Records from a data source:
——————

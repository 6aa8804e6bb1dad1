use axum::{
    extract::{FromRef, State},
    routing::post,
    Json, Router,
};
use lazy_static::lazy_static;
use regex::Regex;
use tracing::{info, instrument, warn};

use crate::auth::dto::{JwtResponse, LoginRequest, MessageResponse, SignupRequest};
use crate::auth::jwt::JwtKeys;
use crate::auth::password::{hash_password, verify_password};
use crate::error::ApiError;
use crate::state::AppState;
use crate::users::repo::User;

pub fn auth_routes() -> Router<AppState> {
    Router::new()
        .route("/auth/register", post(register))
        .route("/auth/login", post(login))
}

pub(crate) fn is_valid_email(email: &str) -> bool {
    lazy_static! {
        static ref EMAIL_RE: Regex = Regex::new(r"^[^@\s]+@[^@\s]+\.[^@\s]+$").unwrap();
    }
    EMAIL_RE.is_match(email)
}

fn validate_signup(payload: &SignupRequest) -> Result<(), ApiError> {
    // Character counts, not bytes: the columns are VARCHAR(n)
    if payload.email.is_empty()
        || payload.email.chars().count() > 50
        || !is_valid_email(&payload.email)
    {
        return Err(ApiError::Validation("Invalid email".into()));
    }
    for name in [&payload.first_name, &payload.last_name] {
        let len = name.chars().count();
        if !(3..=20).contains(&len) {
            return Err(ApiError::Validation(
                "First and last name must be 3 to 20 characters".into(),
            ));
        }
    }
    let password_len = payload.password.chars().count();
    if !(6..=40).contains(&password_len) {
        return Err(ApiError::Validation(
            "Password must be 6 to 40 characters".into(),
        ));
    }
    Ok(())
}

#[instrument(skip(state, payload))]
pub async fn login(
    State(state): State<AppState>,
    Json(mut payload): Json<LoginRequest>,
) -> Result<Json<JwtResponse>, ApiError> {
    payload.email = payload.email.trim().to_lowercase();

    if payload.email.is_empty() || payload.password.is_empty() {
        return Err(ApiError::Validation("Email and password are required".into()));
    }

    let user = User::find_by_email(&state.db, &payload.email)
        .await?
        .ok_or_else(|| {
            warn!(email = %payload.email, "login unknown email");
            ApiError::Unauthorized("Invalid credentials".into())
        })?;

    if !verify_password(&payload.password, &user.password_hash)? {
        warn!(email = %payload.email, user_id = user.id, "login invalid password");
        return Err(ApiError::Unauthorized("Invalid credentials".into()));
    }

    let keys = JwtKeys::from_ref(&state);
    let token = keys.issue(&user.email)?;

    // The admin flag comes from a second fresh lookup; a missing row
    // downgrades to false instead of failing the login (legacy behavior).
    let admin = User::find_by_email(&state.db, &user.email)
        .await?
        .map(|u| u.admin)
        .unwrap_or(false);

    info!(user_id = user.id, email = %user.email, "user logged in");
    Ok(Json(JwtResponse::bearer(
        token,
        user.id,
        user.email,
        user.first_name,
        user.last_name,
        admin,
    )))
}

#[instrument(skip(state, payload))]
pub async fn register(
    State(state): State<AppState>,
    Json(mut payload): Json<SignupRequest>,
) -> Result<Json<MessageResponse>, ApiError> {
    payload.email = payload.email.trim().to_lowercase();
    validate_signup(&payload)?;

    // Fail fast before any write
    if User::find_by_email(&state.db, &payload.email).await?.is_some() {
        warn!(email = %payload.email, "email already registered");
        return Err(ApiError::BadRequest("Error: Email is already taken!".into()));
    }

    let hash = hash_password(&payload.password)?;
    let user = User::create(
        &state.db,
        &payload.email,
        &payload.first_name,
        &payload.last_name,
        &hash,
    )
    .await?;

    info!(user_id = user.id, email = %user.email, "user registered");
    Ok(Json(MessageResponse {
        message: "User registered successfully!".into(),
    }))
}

——————

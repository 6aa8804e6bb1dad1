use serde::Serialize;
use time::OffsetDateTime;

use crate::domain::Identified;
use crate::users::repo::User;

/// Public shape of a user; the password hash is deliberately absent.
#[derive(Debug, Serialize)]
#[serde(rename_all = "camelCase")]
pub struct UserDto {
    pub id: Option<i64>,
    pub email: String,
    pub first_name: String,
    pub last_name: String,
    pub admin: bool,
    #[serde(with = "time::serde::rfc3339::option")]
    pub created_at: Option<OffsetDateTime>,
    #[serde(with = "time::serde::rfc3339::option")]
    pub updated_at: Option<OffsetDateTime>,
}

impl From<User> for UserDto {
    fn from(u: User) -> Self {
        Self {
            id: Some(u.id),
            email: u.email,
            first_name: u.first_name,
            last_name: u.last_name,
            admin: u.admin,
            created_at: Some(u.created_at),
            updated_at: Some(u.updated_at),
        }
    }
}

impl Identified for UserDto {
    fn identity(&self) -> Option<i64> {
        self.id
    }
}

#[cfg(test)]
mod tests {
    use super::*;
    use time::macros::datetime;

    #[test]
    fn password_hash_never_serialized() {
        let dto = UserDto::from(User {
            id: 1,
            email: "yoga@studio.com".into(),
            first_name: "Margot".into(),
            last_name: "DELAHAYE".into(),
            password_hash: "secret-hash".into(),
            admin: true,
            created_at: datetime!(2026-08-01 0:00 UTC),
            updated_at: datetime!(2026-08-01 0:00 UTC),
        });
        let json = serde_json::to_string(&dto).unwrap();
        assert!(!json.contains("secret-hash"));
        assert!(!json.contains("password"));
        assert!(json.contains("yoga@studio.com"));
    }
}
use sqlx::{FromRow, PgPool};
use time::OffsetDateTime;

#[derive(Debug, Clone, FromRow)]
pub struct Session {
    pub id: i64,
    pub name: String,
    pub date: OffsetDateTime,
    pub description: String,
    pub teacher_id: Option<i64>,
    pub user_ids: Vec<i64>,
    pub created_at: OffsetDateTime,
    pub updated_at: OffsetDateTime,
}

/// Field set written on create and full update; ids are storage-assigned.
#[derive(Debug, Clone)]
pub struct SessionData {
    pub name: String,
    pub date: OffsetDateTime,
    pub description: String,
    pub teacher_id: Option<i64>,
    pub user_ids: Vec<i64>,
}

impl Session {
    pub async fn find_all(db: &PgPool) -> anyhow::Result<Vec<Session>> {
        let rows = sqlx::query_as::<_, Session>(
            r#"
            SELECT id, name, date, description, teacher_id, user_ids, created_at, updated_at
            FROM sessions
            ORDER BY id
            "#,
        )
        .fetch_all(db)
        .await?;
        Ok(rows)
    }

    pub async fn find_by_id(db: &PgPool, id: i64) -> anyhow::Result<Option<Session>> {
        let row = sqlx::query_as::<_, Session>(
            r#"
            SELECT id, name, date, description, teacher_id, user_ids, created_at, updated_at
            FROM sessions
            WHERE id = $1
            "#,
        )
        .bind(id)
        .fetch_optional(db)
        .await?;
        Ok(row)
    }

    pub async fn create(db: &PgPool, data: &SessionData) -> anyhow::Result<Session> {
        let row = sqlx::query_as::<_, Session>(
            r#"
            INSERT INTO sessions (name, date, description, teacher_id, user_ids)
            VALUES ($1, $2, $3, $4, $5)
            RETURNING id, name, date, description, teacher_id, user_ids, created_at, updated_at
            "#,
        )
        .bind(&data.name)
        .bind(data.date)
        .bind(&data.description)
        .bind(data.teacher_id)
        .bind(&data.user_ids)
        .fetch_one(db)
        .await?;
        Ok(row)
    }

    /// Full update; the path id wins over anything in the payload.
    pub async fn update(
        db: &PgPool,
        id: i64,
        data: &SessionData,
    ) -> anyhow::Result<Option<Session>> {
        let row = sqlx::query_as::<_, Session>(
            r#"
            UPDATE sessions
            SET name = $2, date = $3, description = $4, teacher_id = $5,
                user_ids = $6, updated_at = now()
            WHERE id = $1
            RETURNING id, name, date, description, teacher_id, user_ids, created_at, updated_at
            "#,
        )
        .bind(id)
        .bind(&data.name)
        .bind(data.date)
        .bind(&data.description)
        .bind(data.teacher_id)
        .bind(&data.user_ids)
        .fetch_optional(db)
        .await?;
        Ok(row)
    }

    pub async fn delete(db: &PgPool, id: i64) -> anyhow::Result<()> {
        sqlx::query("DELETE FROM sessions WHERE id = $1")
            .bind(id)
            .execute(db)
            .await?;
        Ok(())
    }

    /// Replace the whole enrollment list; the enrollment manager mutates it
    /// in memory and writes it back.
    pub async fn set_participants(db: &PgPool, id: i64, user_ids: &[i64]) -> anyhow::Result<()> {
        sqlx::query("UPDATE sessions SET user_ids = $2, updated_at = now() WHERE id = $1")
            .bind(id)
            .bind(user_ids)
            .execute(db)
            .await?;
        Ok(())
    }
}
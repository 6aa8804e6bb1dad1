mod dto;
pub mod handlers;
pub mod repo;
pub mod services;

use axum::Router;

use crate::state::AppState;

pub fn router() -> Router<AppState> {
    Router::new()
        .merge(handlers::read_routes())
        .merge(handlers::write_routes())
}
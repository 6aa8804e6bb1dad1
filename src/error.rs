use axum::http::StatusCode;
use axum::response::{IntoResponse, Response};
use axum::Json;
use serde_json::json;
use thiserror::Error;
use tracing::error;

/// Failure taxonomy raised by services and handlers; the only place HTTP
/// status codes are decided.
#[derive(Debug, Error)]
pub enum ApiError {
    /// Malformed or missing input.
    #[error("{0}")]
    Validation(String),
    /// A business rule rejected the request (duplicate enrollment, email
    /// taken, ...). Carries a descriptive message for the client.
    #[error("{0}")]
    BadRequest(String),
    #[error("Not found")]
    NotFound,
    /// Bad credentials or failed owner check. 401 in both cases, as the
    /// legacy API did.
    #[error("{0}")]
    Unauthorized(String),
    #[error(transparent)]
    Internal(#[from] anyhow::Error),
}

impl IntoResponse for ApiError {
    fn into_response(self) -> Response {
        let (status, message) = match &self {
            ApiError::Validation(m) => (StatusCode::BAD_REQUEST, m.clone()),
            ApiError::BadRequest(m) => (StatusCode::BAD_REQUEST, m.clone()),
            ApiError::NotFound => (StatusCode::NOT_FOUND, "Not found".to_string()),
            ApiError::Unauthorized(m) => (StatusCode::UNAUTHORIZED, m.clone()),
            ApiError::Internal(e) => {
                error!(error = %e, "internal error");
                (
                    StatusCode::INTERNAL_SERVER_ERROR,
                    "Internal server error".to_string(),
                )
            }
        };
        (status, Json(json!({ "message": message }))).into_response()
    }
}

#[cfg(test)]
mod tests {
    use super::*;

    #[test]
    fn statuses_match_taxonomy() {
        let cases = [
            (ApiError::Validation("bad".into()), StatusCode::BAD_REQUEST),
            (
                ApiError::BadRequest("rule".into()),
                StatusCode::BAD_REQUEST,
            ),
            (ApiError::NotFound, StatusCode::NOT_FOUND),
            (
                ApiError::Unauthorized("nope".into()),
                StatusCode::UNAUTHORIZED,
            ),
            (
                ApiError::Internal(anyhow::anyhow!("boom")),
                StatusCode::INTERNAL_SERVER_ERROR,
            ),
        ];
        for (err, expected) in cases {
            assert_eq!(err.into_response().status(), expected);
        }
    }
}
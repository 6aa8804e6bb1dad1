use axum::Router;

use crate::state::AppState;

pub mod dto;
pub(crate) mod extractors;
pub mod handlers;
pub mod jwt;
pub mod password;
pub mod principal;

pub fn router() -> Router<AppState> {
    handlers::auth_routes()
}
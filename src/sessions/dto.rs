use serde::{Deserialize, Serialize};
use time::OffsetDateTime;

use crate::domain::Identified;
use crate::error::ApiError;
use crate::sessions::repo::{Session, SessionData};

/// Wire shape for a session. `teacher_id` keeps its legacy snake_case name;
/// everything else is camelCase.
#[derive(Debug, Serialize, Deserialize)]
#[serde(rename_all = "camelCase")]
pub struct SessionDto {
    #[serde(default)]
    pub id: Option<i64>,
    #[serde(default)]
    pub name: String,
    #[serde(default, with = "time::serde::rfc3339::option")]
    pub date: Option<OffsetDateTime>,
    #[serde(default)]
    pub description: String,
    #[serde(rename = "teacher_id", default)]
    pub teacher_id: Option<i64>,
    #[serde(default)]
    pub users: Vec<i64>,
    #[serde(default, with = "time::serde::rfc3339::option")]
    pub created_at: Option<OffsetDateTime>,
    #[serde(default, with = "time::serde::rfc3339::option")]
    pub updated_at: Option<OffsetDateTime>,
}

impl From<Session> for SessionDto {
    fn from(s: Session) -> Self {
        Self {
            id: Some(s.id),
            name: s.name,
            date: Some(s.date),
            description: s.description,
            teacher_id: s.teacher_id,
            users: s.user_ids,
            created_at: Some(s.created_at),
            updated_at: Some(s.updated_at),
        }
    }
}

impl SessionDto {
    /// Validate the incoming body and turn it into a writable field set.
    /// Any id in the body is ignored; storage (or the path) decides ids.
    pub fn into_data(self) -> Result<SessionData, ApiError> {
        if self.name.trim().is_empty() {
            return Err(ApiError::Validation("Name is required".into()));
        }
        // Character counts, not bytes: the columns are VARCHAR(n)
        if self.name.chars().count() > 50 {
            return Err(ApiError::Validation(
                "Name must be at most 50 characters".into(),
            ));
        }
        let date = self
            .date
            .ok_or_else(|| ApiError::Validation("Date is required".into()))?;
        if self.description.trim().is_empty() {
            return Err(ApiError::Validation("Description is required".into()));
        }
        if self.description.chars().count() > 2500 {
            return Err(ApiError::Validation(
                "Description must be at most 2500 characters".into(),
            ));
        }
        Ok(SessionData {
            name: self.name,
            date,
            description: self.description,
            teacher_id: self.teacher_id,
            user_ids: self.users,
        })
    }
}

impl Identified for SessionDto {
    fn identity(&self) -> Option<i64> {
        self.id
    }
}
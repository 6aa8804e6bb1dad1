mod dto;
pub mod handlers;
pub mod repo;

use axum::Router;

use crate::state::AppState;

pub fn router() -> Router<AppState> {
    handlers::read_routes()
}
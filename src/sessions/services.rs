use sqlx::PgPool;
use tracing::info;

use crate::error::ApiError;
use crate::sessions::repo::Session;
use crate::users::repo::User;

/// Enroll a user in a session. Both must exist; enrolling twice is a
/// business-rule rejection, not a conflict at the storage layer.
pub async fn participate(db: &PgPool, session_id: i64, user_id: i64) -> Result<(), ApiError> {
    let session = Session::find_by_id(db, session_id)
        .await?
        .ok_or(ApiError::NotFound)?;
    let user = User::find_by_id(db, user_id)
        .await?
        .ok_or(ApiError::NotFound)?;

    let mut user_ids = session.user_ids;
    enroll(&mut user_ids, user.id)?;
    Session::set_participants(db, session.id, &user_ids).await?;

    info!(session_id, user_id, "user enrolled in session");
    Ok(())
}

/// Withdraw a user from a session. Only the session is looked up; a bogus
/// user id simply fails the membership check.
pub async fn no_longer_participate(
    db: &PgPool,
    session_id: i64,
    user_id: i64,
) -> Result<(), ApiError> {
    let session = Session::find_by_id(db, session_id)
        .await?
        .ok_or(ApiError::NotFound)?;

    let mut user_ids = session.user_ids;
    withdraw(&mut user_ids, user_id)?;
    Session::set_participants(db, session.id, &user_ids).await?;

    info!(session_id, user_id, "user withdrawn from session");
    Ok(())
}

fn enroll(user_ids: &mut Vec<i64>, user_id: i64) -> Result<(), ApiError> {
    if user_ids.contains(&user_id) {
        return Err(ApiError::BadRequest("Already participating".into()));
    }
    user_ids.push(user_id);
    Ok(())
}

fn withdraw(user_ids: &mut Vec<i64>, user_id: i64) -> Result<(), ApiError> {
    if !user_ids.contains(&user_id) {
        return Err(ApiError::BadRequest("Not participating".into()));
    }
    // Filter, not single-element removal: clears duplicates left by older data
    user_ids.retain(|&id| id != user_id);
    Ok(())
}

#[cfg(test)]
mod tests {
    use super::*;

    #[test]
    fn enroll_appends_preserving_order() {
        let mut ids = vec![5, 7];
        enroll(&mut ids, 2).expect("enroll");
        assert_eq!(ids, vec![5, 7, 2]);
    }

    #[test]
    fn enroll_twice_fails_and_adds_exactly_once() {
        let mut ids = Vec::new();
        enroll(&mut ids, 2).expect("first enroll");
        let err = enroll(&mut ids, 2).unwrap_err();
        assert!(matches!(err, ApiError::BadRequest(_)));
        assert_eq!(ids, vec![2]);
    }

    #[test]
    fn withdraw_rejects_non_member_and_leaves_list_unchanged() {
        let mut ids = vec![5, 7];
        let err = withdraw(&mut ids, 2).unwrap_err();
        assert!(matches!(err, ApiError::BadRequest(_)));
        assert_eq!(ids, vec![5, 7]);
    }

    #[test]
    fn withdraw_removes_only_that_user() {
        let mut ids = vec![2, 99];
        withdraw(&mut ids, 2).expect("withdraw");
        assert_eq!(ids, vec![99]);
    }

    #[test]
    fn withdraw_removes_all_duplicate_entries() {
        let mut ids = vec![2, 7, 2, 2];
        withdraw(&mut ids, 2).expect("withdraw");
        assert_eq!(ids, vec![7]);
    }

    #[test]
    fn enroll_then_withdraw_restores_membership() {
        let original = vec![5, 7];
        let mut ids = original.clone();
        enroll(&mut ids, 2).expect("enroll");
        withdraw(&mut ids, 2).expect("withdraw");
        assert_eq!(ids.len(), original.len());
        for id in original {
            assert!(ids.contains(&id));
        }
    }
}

——————

- [Assignment]:
Search the entries above for lines containing the word "storage", and copy each one.

- [Response area]:
/// Field set written on create and full update; ids are storage-assigned.
    /// Any id in the body is ignored; storage (or the path) decides ids.
/// business-rule rejection, not a conflict at the storage layer.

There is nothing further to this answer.